The data must be returned in full, with no character altered.

■ **Dataset entries**
....
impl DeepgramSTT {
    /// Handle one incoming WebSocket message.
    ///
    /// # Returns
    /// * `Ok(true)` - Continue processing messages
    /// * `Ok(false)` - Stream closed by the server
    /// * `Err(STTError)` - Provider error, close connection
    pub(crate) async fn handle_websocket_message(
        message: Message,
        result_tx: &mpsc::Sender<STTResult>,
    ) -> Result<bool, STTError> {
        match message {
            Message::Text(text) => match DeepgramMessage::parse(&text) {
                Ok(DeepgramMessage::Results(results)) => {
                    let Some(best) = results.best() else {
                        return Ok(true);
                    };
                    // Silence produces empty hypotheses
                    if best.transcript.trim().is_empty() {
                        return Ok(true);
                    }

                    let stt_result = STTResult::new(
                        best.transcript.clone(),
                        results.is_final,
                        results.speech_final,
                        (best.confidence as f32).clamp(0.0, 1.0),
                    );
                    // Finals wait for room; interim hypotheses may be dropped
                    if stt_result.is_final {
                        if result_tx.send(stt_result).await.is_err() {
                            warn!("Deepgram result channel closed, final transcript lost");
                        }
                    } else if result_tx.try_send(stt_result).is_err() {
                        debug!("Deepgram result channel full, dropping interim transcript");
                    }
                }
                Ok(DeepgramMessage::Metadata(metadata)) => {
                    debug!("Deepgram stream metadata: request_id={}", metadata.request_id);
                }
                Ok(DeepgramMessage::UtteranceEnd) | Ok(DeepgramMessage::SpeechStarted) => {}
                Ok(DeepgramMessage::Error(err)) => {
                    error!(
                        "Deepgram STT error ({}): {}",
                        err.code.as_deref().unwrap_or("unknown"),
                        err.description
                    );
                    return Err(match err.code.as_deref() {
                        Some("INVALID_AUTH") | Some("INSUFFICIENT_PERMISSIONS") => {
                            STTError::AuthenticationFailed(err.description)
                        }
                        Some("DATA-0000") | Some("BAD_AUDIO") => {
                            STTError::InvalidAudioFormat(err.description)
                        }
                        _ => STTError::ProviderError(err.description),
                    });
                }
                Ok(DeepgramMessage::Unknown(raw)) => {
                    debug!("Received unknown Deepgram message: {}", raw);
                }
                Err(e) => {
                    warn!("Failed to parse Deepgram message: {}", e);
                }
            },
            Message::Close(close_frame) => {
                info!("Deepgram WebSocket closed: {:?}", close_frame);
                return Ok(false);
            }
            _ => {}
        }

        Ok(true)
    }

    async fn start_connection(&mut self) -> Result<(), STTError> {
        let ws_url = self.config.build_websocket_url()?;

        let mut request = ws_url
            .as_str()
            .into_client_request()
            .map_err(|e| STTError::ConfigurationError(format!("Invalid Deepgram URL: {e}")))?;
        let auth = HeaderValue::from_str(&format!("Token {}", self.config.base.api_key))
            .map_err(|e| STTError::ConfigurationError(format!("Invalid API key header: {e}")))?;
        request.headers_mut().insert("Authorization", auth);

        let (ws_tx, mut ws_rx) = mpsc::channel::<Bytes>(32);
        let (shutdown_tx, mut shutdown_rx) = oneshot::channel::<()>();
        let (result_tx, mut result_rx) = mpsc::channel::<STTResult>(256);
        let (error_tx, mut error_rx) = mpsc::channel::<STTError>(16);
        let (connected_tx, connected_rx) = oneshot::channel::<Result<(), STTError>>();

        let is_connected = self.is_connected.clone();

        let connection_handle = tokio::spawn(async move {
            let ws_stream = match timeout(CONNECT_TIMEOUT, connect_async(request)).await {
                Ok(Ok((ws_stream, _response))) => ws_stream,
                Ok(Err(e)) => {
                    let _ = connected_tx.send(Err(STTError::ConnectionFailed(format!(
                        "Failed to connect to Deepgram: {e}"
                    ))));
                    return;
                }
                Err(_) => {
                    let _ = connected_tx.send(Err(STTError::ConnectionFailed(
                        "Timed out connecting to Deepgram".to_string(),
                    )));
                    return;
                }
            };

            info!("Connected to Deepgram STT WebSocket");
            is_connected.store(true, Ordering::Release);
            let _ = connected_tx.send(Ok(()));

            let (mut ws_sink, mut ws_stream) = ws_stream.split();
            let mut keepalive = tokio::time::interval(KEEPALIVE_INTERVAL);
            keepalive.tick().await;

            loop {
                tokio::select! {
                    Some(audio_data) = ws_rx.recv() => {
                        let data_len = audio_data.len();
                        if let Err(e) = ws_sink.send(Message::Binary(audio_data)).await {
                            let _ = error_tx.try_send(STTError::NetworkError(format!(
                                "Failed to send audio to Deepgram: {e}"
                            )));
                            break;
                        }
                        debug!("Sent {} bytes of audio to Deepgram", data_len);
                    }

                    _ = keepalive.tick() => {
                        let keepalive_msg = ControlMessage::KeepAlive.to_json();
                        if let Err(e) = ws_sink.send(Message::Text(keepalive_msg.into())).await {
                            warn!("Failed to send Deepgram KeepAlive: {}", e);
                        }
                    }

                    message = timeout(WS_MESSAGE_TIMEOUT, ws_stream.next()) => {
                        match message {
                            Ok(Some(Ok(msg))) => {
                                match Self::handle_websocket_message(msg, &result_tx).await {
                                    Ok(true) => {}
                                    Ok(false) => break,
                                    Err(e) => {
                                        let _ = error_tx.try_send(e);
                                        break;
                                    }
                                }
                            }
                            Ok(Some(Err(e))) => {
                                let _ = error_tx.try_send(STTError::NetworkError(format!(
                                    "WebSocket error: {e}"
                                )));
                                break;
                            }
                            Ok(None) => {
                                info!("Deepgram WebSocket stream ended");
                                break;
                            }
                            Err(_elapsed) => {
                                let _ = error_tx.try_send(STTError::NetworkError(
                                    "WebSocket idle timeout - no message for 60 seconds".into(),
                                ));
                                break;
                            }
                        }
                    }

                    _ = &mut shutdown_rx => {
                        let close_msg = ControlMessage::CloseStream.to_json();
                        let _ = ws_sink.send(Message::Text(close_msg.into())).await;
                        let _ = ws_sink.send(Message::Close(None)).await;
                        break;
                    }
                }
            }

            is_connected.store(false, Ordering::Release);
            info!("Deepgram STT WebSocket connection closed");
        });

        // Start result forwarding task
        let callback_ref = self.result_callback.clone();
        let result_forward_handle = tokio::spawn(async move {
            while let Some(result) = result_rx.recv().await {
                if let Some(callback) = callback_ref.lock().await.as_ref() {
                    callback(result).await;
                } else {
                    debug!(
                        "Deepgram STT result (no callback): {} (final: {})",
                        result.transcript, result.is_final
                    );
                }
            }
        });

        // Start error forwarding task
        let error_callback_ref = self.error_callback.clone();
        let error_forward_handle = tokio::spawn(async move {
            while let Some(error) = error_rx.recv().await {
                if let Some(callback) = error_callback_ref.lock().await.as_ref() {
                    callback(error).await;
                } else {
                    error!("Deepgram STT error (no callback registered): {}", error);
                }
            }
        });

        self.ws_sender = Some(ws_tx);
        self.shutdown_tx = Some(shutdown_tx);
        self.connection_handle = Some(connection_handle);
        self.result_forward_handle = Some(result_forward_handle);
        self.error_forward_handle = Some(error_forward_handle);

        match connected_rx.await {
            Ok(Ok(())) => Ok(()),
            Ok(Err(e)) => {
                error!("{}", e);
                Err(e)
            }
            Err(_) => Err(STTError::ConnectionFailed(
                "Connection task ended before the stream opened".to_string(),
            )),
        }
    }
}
....
■ **Solution to the problem**
impl DeepgramSTT {
    /// Handle one incoming WebSocket message.
    ///
    /// # Returns
    /// * `Ok(true)` - Continue processing messages
    /// * `Ok(false)` - Stream closed by the server
    /// * `Err(STTError)` - Provider error, close connection
    pub(crate) async fn handle_websocket_message(
        message: Message,
        result_tx: &mpsc::Sender<STTResult>,
    ) -> Result<bool, STTError> {
        match message {
            Message::Text(text) => match DeepgramMessage::parse(&text) {
                Ok(DeepgramMessage::Results(results)) => {
                    let Some(best) = results.best() else {
                        return Ok(true);
                    };
                    // Silence produces empty hypotheses
                    if best.transcript.trim().is_empty() {
                        return Ok(true);
                    }

                    let stt_result = STTResult::new(
                        best.transcript.clone(),
                        results.is_final,
                        results.speech_final,
                        (best.confidence as f32).clamp(0.0, 1.0),
                    );
                    // Finals wait for room; interim hypotheses may be dropped
                    if stt_result.is_final {
                        if result_tx.send(stt_result).await.is_err() {
                            warn!("Deepgram result channel closed, final transcript lost");
                        }
                    } else if result_tx.try_send(stt_result).is_err() {
                        debug!("Deepgram result channel full, dropping interim transcript");
                    }
                }
                Ok(DeepgramMessage::Metadata(metadata)) => {
                    debug!("Deepgram stream metadata: request_id={}", metadata.request_id);
                }
                Ok(DeepgramMessage::UtteranceEnd) | Ok(DeepgramMessage::SpeechStarted) => {}
                Ok(DeepgramMessage::Error(err)) => {
                    error!(
                        "Deepgram STT error ({}): {}",
                        err.code.as_deref().unwrap_or("unknown"),
                        err.description
                    );
                    return Err(match err.code.as_deref() {
                        Some("INVALID_AUTH") | Some("INSUFFICIENT_PERMISSIONS") => {
                            STTError::AuthenticationFailed(err.description)
                        }
                        Some("DATA-0000") | Some("BAD_AUDIO") => {
                            STTError::InvalidAudioFormat(err.description)
                        }
                        _ => STTError::ProviderError(err.description),
                    });
                }
                Ok(DeepgramMessage::Unknown(raw)) => {
                    debug!("Received unknown Deepgram message: {}", raw);
                }
                Err(e) => {
                    warn!("Failed to parse Deepgram message: {}", e);
                }
            },
            Message::Close(close_frame) => {
                info!("Deepgram WebSocket closed: {:?}", close_frame);
                return Ok(false);
            }
            _ => {}
        }

        Ok(true)
    }

    async fn start_connection(&mut self) -> Result<(), STTError> {
        let ws_url = self.config.build_websocket_url()?;

        let mut request = ws_url
            .as_str()
            .into_client_request()
            .map_err(|e| STTError::ConfigurationError(format!("Invalid Deepgram URL: {e}")))?;
        let auth = HeaderValue::from_str(&format!("Token {}", self.config.base.api_key))
            .map_err(|e| STTError::ConfigurationError(format!("Invalid API key header: {e}")))?;
        request.headers_mut().insert("Authorization", auth);

        let (ws_tx, mut ws_rx) = mpsc::channel::<Bytes>(32);
        let (shutdown_tx, mut shutdown_rx) = oneshot::channel::<()>();
        let (result_tx, mut result_rx) = mpsc::channel::<STTResult>(256);
        let (error_tx, mut error_rx) = mpsc::channel::<STTError>(16);
        let (connected_tx, connected_rx) = oneshot::channel::<Result<(), STTError>>();

        let is_connected = self.is_connected.clone();

        let connection_handle = tokio::spawn(async move {
            let ws_stream = match timeout(CONNECT_TIMEOUT, connect_async(request)).await {
                Ok(Ok((ws_stream, _response))) => ws_stream,
                Ok(Err(e)) => {
                    let _ = connected_tx.send(Err(STTError::ConnectionFailed(format!(
                        "Failed to connect to Deepgram: {e}"
                    ))));
                    return;
                }
                Err(_) => {
                    let _ = connected_tx.send(Err(STTError::ConnectionFailed(
                        "Timed out connecting to Deepgram".to_string(),
                    )));
                    return;
                }
            };

            info!("Connected to Deepgram STT WebSocket");
            is_connected.store(true, Ordering::Release);
            let _ = connected_tx.send(Ok(()));

            let (mut ws_sink, mut ws_stream) = ws_stream.split();
            let mut keepalive = tokio::time::interval(KEEPALIVE_INTERVAL);
            keepalive.tick().await;

            loop {
                tokio::select! {
                    Some(audio_data) = ws_rx.recv() => {
                        let data_len = audio_data.len();
                        if let Err(e) = ws_sink.send(Message::Binary(audio_data)).await {
                            let _ = error_tx.try_send(STTError::NetworkError(format!(
                                "Failed to send audio to Deepgram: {e}"
                            )));
                            break;
                        }
                        debug!("Sent {} bytes of audio to Deepgram", data_len);
                    }

                    _ = keepalive.tick() => {
                        let keepalive_msg = ControlMessage::KeepAlive.to_json();
                        if let Err(e) = ws_sink.send(Message::Text(keepalive_msg.into())).await {
                            warn!("Failed to send Deepgram KeepAlive: {}", e);
                        }
                    }

                    message = timeout(WS_MESSAGE_TIMEOUT, ws_stream.next()) => {
                        match message {
                            Ok(Some(Ok(msg))) => {
                                match Self::handle_websocket_message(msg, &result_tx).await {
                                    Ok(true) => {}
                                    Ok(false) => break,
                                    Err(e) => {
                                        let _ = error_tx.try_send(e);
                                        break;
                                    }
                                }
                            }
                            Ok(Some(Err(e))) => {
                                let _ = error_tx.try_send(STTError::NetworkError(format!(
                                    "WebSocket error: {e}"
                                )));
                                break;
                            }
                            Ok(None) => {
                                info!("Deepgram WebSocket stream ended");
                                break;
                            }
                            Err(_elapsed) => {
                                let _ = error_tx.try_send(STTError::NetworkError(
                                    "WebSocket idle timeout - no message for 60 seconds".into(),
                                ));
                                break;
                            }
                        }
                    }

                    _ = &mut shutdown_rx => {
                        let close_msg = ControlMessage::CloseStream.to_json();
                        let _ = ws_sink.send(Message::Text(close_msg.into())).await;
                        let _ = ws_sink.send(Message::Close(None)).await;
                        break;
                    }
                }
            }

            is_connected.store(false, Ordering::Release);
            info!("Deepgram STT WebSocket connection closed");
        });

        // Start result forwarding task
        let callback_ref = self.result_callback.clone();
        let result_forward_handle = tokio::spawn(async move {
            while let Some(result) = result_rx.recv().await {
                if let Some(callback) = callback_ref.lock().await.as_ref() {
                    callback(result).await;
                } else {
                    debug!(
                        "Deepgram STT result (no callback): {} (final: {})",
                        result.transcript, result.is_final
                    );
                }
            }
        });

        // Start error forwarding task
        let error_callback_ref = self.error_callback.clone();
        let error_forward_handle = tokio::spawn(async move {
            while let Some(error) = error_rx.recv().await {
                if let Some(callback) = error_callback_ref.lock().await.as_ref() {
                    callback(error).await;
                } else {
                    error!("Deepgram STT error (no callback registered): {}", error);
                }
            }
        });

        self.ws_sender = Some(ws_tx);
        self.shutdown_tx = Some(shutdown_tx);
        self.connection_handle = Some(connection_handle);
        self.result_forward_handle = Some(result_forward_handle);
        self.error_forward_handle = Some(error_forward_handle);

        match connected_rx.await {
            Ok(Ok(())) => Ok(()),
            Ok(Err(e)) => {
                error!("{}", e);
                Err(e)
            }
            Err(_) => Err(STTError::ConnectionFailed(
                "Connection task ended before the stream opened".to_string(),
            )),
        }
    }
}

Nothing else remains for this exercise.